La mémoire incertaine et l'impasse des rêves Étroitement liées font se précipiter Dans les airs imprécis des enfumées cités Ta chair désordonnée, dissipée, et qui crève Les impériales apparences pour affirmer, Malgré l'écoulement évanescent du temps, Ton corps comme une tige dressée au firmament, Ton corps, axe dressé que rien ne vient miner.
sergeclimax69007
Membre suprême
4 décembre 2014 à 17:58
Deuxième version :
Les mains dessinent Dans un espace invertébré La figurine Où il s'esquisse un homme - aimé.

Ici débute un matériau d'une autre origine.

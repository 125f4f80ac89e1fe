//! Domain errors - error types for the domain layer

use thiserror::Error;

use crate::value_objects::{PhoneNumberError, RecordId};

/// Domain layer errors
#[derive(Debug, Error)]
pub enum DomainError {
    // =========================================================================
    // Not Found Errors
    // =========================================================================
    #[error("User not found: {0}")]
    UserNotFound(RecordId),

    #[error("Listing not found: {0}")]
    ListingNotFound(RecordId),

    #[error("Chat not found: {0}")]
    ChatNotFound(RecordId),

    #[error("No pending verification code")]
    NoPendingChallenge,

    // =========================================================================
    // Validation Errors
    // =========================================================================
    #[error("Validation error: {0}")]
    ValidationError(String),

    #[error(transparent)]
    InvalidPhone(#[from] PhoneNumberError),

    #[error("Invalid username: {0}")]
    InvalidUsername(String),

    #[error("Username is required for new users")]
    UsernameRequired,

    #[error("Message content is empty")]
    EmptyMessage,

    // =========================================================================
    // Authorization Errors
    // =========================================================================
    #[error("Not signed in")]
    NotSignedIn,

    #[error("Admin role required")]
    AdminRequired,

    #[error("Not a participant of chat {0}")]
    NotParticipant(RecordId),

    // =========================================================================
    // Conflict Errors
    // =========================================================================
    #[error("Username already taken")]
    UsernameTaken,

    #[error("Listing already reviewed")]
    AlreadyReviewed,

    // =========================================================================
    // Business Rule Violations
    // =========================================================================
    #[error("Invalid verification code")]
    InvalidCode,

    #[error("Verification code has expired")]
    ChallengeExpired,

    #[error("Verification code was issued for a different phone number")]
    PhoneMismatch,

    #[error("Cannot start a chat with yourself")]
    SelfChat,

    #[error("Listing is not available")]
    ListingUnavailable,

    // =========================================================================
    // Infrastructure Errors (wrapped)
    // =========================================================================
    #[error("Storage error: {0}")]
    StorageError(String),

    #[error("Serialization error: {0}")]
    SerializationError(String),

    #[error("Verification provider error: {0}")]
    ProviderError(String),

    #[error("Internal error: {0}")]
    InternalError(String),
}

impl DomainError {
    /// Get an error code string for display and logging
    pub fn code(&self) -> &'static str {
        match self {
            // Not Found
            Self::UserNotFound(_) => "UNKNOWN_USER",
            Self::ListingNotFound(_) => "UNKNOWN_LISTING",
            Self::ChatNotFound(_) => "UNKNOWN_CHAT",
            Self::NoPendingChallenge => "NO_PENDING_CHALLENGE",

            // Validation
            Self::ValidationError(_) => "VALIDATION_ERROR",
            Self::InvalidPhone(_) => "INVALID_PHONE",
            Self::InvalidUsername(_) => "INVALID_USERNAME",
            Self::UsernameRequired => "USERNAME_REQUIRED",
            Self::EmptyMessage => "EMPTY_MESSAGE",

            // Authorization
            Self::NotSignedIn => "NOT_SIGNED_IN",
            Self::AdminRequired => "ADMIN_REQUIRED",
            Self::NotParticipant(_) => "NOT_PARTICIPANT",

            // Conflict
            Self::UsernameTaken => "USERNAME_TAKEN",
            Self::AlreadyReviewed => "ALREADY_REVIEWED",

            // Business Rules
            Self::InvalidCode => "INVALID_CODE",
            Self::ChallengeExpired => "CHALLENGE_EXPIRED",
            Self::PhoneMismatch => "PHONE_MISMATCH",
            Self::SelfChat => "SELF_CHAT",
            Self::ListingUnavailable => "LISTING_UNAVAILABLE",

            // Infrastructure
            Self::StorageError(_) => "STORAGE_ERROR",
            Self::SerializationError(_) => "SERIALIZATION_ERROR",
            Self::ProviderError(_) => "PROVIDER_ERROR",
            Self::InternalError(_) => "INTERNAL_ERROR",
        }
    }

    /// Check if this is a "not found" error
    pub fn is_not_found(&self) -> bool {
        matches!(
            self,
            Self::UserNotFound(_)
                | Self::ListingNotFound(_)
                | Self::ChatNotFound(_)
                | Self::NoPendingChallenge
        )
    }

    /// Check if this is a validation error
    pub fn is_validation(&self) -> bool {
        matches!(
            self,
            Self::ValidationError(_)
                | Self::InvalidPhone(_)
                | Self::InvalidUsername(_)
                | Self::UsernameRequired
                | Self::EmptyMessage
                | Self::SelfChat
        )
    }

    /// Check if this is an authorization error
    pub fn is_authorization(&self) -> bool {
        matches!(
            self,
            Self::NotSignedIn | Self::AdminRequired | Self::NotParticipant(_)
        )
    }

    /// Check if this is a conflict error
    pub fn is_conflict(&self) -> bool {
        matches!(
            self,
            Self::UsernameTaken | Self::AlreadyReviewed | Self::ListingUnavailable
        )
    }

    /// Check if this error rejects a verification attempt
    pub fn is_verification_failure(&self) -> bool {
        matches!(
            self,
            Self::InvalidCode | Self::ChallengeExpired | Self::PhoneMismatch | Self::NoPendingChallenge
        )
    }
}

impl From<serde_json::Error> for DomainError {
    fn from(err: serde_json::Error) -> Self {
        Self::SerializationError(err.to_string())
    }
}

#[cfg(test)]
mod tests {
    use super::*;

    #[test]
    fn test_error_codes() {
        assert_eq!(DomainError::UserNotFound(RecordId::new(1)).code(), "UNKNOWN_USER");
        assert_eq!(DomainError::ChallengeExpired.code(), "CHALLENGE_EXPIRED");
        assert_eq!(
            DomainError::InvalidPhone(PhoneNumberError::Empty).code(),
            "INVALID_PHONE"
        );
    }

    #[test]
    fn test_classification() {
        assert!(DomainError::ListingNotFound(RecordId::new(1)).is_not_found());
        assert!(DomainError::AdminRequired.is_authorization());
        assert!(DomainError::UsernameRequired.is_validation());
        assert!(DomainError::UsernameTaken.is_conflict());
        assert!(DomainError::InvalidCode.is_verification_failure());
        assert!(!DomainError::InvalidCode.is_not_found());
    }

    #[test]
    fn test_error_display() {
        let err = DomainError::ChatNotFound(RecordId::new(123));
        assert_eq!(err.to_string(), "Chat not found: 123");

        let err = DomainError::InvalidPhone(PhoneNumberError::Empty);
        assert_eq!(err.to_string(), "Phone number is required");
    }
}
//! Test fixtures and data generators
//!
//! Provides reusable test data for integration tests.

use std::sync::atomic::{AtomicU64, Ordering};

use market_service::dto::{CreateBroadcastRequest, SellerForm};
use market_core::RecordId;

/// Counter for unique test data
static COUNTER: AtomicU64 = AtomicU64::new(1);

/// Get a unique suffix for test data
pub fn unique_suffix() -> u64 {
    COUNTER.fetch_add(1, Ordering::SeqCst)
}

/// A fresh ten-digit local number that never collides with the admin phone
pub fn unique_number() -> String {
    format!("555{:07}", 1_000_000 + unique_suffix())
}

/// A fresh username
pub fn unique_username() -> String {
    format!("user{}", unique_suffix())
}

/// Seller form with the fields the catalog filters on
pub fn seller_form(category: &str, followers: u64, price: u64) -> SellerForm {
    SellerForm {
        platform: Some("TikTok".to_string()),
        username: format!("@creator{}", unique_suffix()),
        followers: followers.to_string(),
        following: "120".to_string(),
        likes: "48000".to_string(),
        videos: "64".to_string(),
        region: "US".to_string(),
        content_category: category.to_string(),
        price: price.to_string(),
        description: format!("{category} account with steady growth"),
        account_age: "2 years".to_string(),
        engagement_rate: "4.2".to_string(),
        email: "seller@example.com".to_string(),
        phone: Some("+15550001111".to_string()),
        ..SellerForm::default()
    }
}

/// Seller form for another platform
pub fn seller_form_on(platform: &str, category: &str, price: u64) -> SellerForm {
    SellerForm {
        platform: Some(platform.to_string()),
        ..seller_form(category, 5_000, price)
    }
}

pub fn broadcast_request(name: &str, recipients: &[RecordId]) -> CreateBroadcastRequest {
    CreateBroadcastRequest {
        name: name.to_string(),
        recipients: recipients.to_vec(),
    }
}
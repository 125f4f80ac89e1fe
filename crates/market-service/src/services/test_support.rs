//! Repository doubles for failure paths

use std::sync::atomic::{AtomicUsize, Ordering};
use std::sync::Arc;

use async_trait::async_trait;

use market_core::entities::{Chat, Submission};
use market_core::traits::{ChatRepository, RepoResult, SubmissionRepository, VerificationProvider};
use market_core::{DomainError, RecordId};
use market_store::{
    EventBus, KvChatRepository, KvSubmissionRepository, LocalCodeProvider, MemoryStore,
    SharedStore,
};

use super::context::{ServiceContext, ServiceContextBuilder};
use super::settings::MarketSettings;

fn disk_full() -> DomainError {
    DomainError::StorageError("disk full".to_string())
}

/// Chat repository whose first `failures` creates error out
pub struct FlakyChatRepository {
    inner: KvChatRepository,
    failures: AtomicUsize,
}

impl FlakyChatRepository {
    pub fn new(store: SharedStore, events: EventBus, failures: usize) -> Self {
        Self {
            inner: KvChatRepository::new(store, events),
            failures: AtomicUsize::new(failures),
        }
    }
}

#[async_trait]
impl ChatRepository for FlakyChatRepository {
    async fn find_by_id(&self, id: RecordId) -> RepoResult<Option<Chat>> {
        self.inner.find_by_id(id).await
    }

    async fn find_direct(&self, user_a: RecordId, user_b: RecordId) -> RepoResult<Option<Chat>> {
        self.inner.find_direct(user_a, user_b).await
    }

    async fn find_by_user(&self, user_id: RecordId) -> RepoResult<Vec<Chat>> {
        self.inner.find_by_user(user_id).await
    }

    async fn create(&self, chat: &Chat) -> RepoResult<()> {
        let failing = self
            .failures
            .fetch_update(Ordering::SeqCst, Ordering::SeqCst, |n| n.checked_sub(1))
            .is_ok();
        if failing {
            return Err(disk_full());
        }
        self.inner.create(chat).await
    }

    async fn update(&self, chat: &Chat) -> RepoResult<()> {
        self.inner.update(chat).await
    }

    async fn delete(&self, id: RecordId) -> RepoResult<bool> {
        self.inner.delete(id).await
    }
}

/// Tracking repository that refuses every new entry
pub struct RejectingSubmissionRepository {
    inner: KvSubmissionRepository,
}

impl RejectingSubmissionRepository {
    pub fn new(store: SharedStore, events: EventBus) -> Self {
        Self {
            inner: KvSubmissionRepository::new(store, events),
        }
    }
}

#[async_trait]
impl SubmissionRepository for RejectingSubmissionRepository {
    async fn find_by_id(&self, id: RecordId) -> RepoResult<Option<Submission>> {
        self.inner.find_by_id(id).await
    }

    async fn list(&self) -> RepoResult<Vec<Submission>> {
        self.inner.list().await
    }

    async fn create(&self, _submission: &Submission) -> RepoResult<()> {
        Err(disk_full())
    }

    async fn delete(&self, id: RecordId) -> RepoResult<bool> {
        self.inner.delete(id).await
    }
}

/// In-memory context whose personal-broadcast writes fail `failures` times
pub fn context_with_flaky_chats(settings: MarketSettings, failures: usize) -> ServiceContext {
    let store: SharedStore = Arc::new(MemoryStore::new());
    let events = EventBus::default();
    let verifier: Arc<dyn VerificationProvider> =
        Arc::new(LocalCodeProvider::new(settings.otp_length));

    ServiceContextBuilder::new()
        .store(store.clone())
        .events(events.clone())
        .chat_repo(Arc::new(FlakyChatRepository::new(store, events, failures)))
        .verifier(verifier)
        .settings(settings)
        .build()
        .unwrap()
}

/// In-memory context whose tracking collection rejects every write
pub fn context_with_rejecting_submissions(settings: MarketSettings) -> ServiceContext {
    let store: SharedStore = Arc::new(MemoryStore::new());
    let events = EventBus::default();
    let verifier: Arc<dyn VerificationProvider> =
        Arc::new(LocalCodeProvider::new(settings.otp_length));

    ServiceContextBuilder::new()
        .store(store.clone())
        .events(events.clone())
        .submission_repo(Arc::new(RejectingSubmissionRepository::new(store, events)))
        .verifier(verifier)
        .settings(settings)
        .build()
        .unwrap()
}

Et les mains comprennent le vide En affirmant Sa singularité limpide Envers le temps.
Les mains lutinent Un corps de blé, un goût de fruit ; Les ԁоіgts déclinent A tes reliefs, en plein midi.
La mort est vaine, Intact il reste un corps - disjoint ; La prétentaine Nous courons au beau mois de Juin.
Le temps par le chant des sirènes, En m'échouant, Veut instiller en moi la haine Du ciel errant.
Passe une étoile, Me ravissant et sidérant, Lumière étale Dessus ta peau - m'engloutissant.
La mémoire incertaine et l'impasse des rêves, D'un voisinage ailé, font se précipiter, Dans les airs imprécis de mille obscurités, Ta chair fantomatique, dissipée, et qui crève Les impérieuses apparences pour affirmer - Malgré la poursuite où s'évanouit le temps -, Ton corps faisant ses pointes, creusant le firmament, Redressé comme un axe : le vide est raviné !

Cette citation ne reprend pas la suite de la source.